The Croatian gross foreign deficit, not including direct investments, amounted to €43.16 billion last October, dropping €300 million on a monthly level although €54 million higher than at the end of the previous year, the Croatian National Bank (HNB) reports
‘Croatia’s gross foreign deficit dropped by €300 million in October of 2010, partially due to positive exchange rate shifts, or an increase in the euro over the Swiss franc and the US dollar’, said HNB analysts in the central bank’s latest bulletin.
The HNB adds that net transactions show for smaller shifts in the gross foreign deficit, with debt payments €100 million higher than new debentures, while the first nine months of 2010 saw payments outweigh new debentures by a total €300 million euro.
However, due to the influence of inter-currency exchange rates the state of Croatia’s gross foreign deficit (excluding direct investments) at the end of October were about level with the state at the end of 2009, the HNB Bulletin reports.

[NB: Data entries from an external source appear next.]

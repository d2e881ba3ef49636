pub mod batch;
pub mod sweeper;

pub use batch::{BatchCompleter, BatchOutcome};
pub use sweeper::Sweeper;
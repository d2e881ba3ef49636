use tokio_util::sync::CancellationToken;

/// Install a handler that cancels the returned token on SIGTERM or Ctrl-C.
///
/// The API server and the sweeper both watch this token and stop cleanly:
/// in-flight requests finish and no new sweep starts.
pub fn install_shutdown_handler() -> CancellationToken {
    let token = CancellationToken::new();
    let trigger = token.clone();

    tokio::spawn(async move {
        wait_for_signal().await;
        trigger.cancel();
    });

    token
}

#[cfg(unix)]
async fn wait_for_signal() {
    use tokio::signal::unix::{signal, SignalKind};

    let mut sigterm = match signal(SignalKind::terminate()) {
        Ok(sigterm) => sigterm,
        Err(e) => {
            tracing::warn!(error = %e, "Failed to install SIGTERM handler, only Ctrl-C will stop the server");
            wait_for_ctrl_c().await;
            return;
        }
    };

    tokio::select! {
        _ = sigterm.recv() => {
            tracing::info!("Received SIGTERM, shutting down");
        }
        _ = wait_for_ctrl_c() => {}
    }
}

#[cfg(not(unix))]
async fn wait_for_signal() {
    wait_for_ctrl_c().await;
}

async fn wait_for_ctrl_c() {
    match tokio::signal::ctrl_c().await {
        Ok(()) => tracing::info!("Received Ctrl-C, shutting down"),
        // Without a signal handler the process runs until killed.
        Err(e) => {
            tracing::warn!(error = %e, "Failed to listen for Ctrl-C");
            std::future::pending::<()>().await;
        }
    }
}
use std::net::SocketAddr;
use std::path::PathBuf;
use std::sync::Arc;
use std::time::Duration;

use crate::store::backend::{Backend, JsonFileBackend, MemoryBackend, StoreError};
use crate::store::file_lock::DataFileLock;

/// Timing knobs for the resource lock table.
#[derive(Debug, Clone)]
pub struct LockConfig {
    /// How often a waiting caller re-checks a held lock.
    pub poll_interval: Duration,
    /// Age after which a held lock is considered abandoned and may be taken over.
    pub expiry: Duration,
    /// Wait bound used by `run_exclusive` / `run_exclusive_multi`.
    pub default_timeout: Duration,
}

impl Default for LockConfig {
    fn default() -> Self {
        Self {
            poll_interval: Duration::from_millis(200),
            expiry: Duration::from_secs(30),
            default_timeout: Duration::from_secs(10),
        }
    }
}

impl LockConfig {
    pub fn with_poll_interval(mut self, poll_interval: Duration) -> Self {
        self.poll_interval = poll_interval;
        self
    }

    pub fn with_expiry(mut self, expiry: Duration) -> Self {
        self.expiry = expiry;
        self
    }

    pub fn with_default_timeout(mut self, timeout: Duration) -> Self {
        self.default_timeout = timeout;
        self
    }
}

/// Periodic batch-completion settings.
#[derive(Debug, Clone)]
pub struct SweepConfig {
    pub interval: Duration,
    /// Each sweep result is appended here as a timestamped line, if set.
    pub log_path: Option<PathBuf>,
}

impl Default for SweepConfig {
    fn default() -> Self {
        Self {
            interval: Duration::from_secs(60),
            log_path: None,
        }
    }
}

#[derive(Debug, Clone)]
pub struct ServiceConfig {
    pub listen_addr: SocketAddr,
    /// JSON data file. `None` keeps everything in memory.
    pub data_path: Option<PathBuf>,
    pub lock: LockConfig,
    pub sweep: SweepConfig,
}

impl Default for ServiceConfig {
    fn default() -> Self {
        Self {
            listen_addr: SocketAddr::from(([127, 0, 0, 1], 8080)),
            data_path: None,
            lock: LockConfig::default(),
            sweep: SweepConfig::default(),
        }
    }
}

impl ServiceConfig {
    pub fn new(listen_addr: SocketAddr) -> Self {
        Self {
            listen_addr,
            ..Default::default()
        }
    }

    pub fn with_data_path(mut self, path: impl Into<PathBuf>) -> Self {
        self.data_path = Some(path.into());
        self
    }

    pub fn with_sweep_interval(mut self, interval: Duration) -> Self {
        self.sweep.interval = interval;
        self
    }

    pub fn with_sweep_log(mut self, path: impl Into<PathBuf>) -> Self {
        self.sweep.log_path = Some(path.into());
        self
    }

    /// Open the persistence backend selected by `data_path`.
    pub fn open_backend(&self) -> Result<Arc<dyn Backend>, StoreError> {
        match &self.data_path {
            Some(path) => Ok(Arc::new(JsonFileBackend::open(path)?)),
            None => Ok(Arc::new(MemoryBackend::new())),
        }
    }

    /// Take the single-writer lock on the data file, if there is one.
    /// Hold the returned guard for as long as the backend is in use.
    pub fn lock_data_file(&self) -> Result<Option<DataFileLock>, StoreError> {
        self.data_path
            .as_deref()
            .map(DataFileLock::acquire)
            .transpose()
    }
}
pub mod config;
pub mod dataset;
pub mod downloader;
pub mod extractor;
pub mod fetcher;
pub mod keywords;
pub mod logging;
pub mod namer;
pub mod pipeline;
pub mod store;
pub mod web;

pub mod error;

pub use config::{load_config, Config};
pub use dataset::DatasetEntry;
pub use downloader::{Downloader, DownloadStats};
pub use error::{ConfigError, ExtractError, FetchError, PdfHarvestError, Result};
pub use extractor::ExtractedText;
pub use fetcher::{Fetcher, RetryPolicy};
pub use keywords::{analyze, Keyword};
pub use namer::SequentialNamer;
pub use pipeline::{Pipeline, RunStats};
pub use store::{Database, DocumentFilter, ProcessedDocument};
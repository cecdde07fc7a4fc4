use std::path::Path;

use crate::config::schema::Config;
use crate::error::ConfigError;

/// Canonical config filename, looked up in the working directory.
pub const CONFIG_FILENAME: &str = "pdfharvest.json";

/// Loads configuration from the given path. A missing file yields the
/// built-in defaults; a present-but-invalid file is an error.
pub fn load_config<P: AsRef<Path>>(path: P) -> Result<Config, ConfigError> {
    let path = path.as_ref();
    if !path.exists() {
        tracing::debug!("No config file at {}, using defaults", path.display());
        return Ok(Config::default());
    }

    let content = std::fs::read_to_string(path).map_err(|e| ConfigError::ReadFile {
        path: path.to_path_buf(),
        source: e,
    })?;

    load_config_from_str(&content)
}

pub fn load_config_from_str(content: &str) -> Result<Config, ConfigError> {
    let config: Config = serde_json::from_str(content)?;
    validate_config(&config)?;
    Ok(config)
}

fn validate_config(config: &Config) -> Result<(), ConfigError> {
    if config.download_dir.is_empty() {
        return Err(ConfigError::Validation {
            message: "download_dir must not be empty".to_string(),
        });
    }

    if config.fetch.max_attempts == 0 {
        return Err(ConfigError::Validation {
            message: "fetch.max_attempts must be at least 1".to_string(),
        });
    }

    if config.analyzer.top_k == 0 {
        return Err(ConfigError::Validation {
            message: "analyzer.top_k must be at least 1".to_string(),
        });
    }

    if config.analyzer.min_word_len == 0 {
        return Err(ConfigError::Validation {
            message: "analyzer.min_word_len must be at least 1".to_string(),
        });
    }

    Ok(())
}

The state sector’s foreign deficit amounted to 5.9 billion euro at the end of October, 17.3 million lower than in September but 693.4 million higher than at the end of 2009.
Following a considerable increase in July of 2010 following the sale of bonds on the US market, the foreign deficit remained more or less unchanged over the following months and remained level at the end of October.
After banks considerably lowered their foreign deficit in the third quarter, the trend continued in October. With the value of payments outweighing the value of new debentures in October, banks saw their share in the foreign deficit drop €300 million for a total of €9.7 billion at the end of October.
The HNB reports that the debt structure in this sector also continued to improve as all payments were for short-term foreign debts.
Compared to the end of 2009, commercial banks lowered their foreign debts by approximately €1 billion.
The state of foreign debts for other domestic sectors (primarily non-banking financial institutions and commercial companies) remained more or less level at the end of October at 21.6 billion euro.
Meanwhile, privately owned companies increased their foreign deficits, but this was offset by the slight improvement made by public companies as well as by non-banking financial institutions, HNB analysts claim.
At the end of October the gross foreign deficit for other domestic sectors compared to the end of 2009 increased by just over €300 million.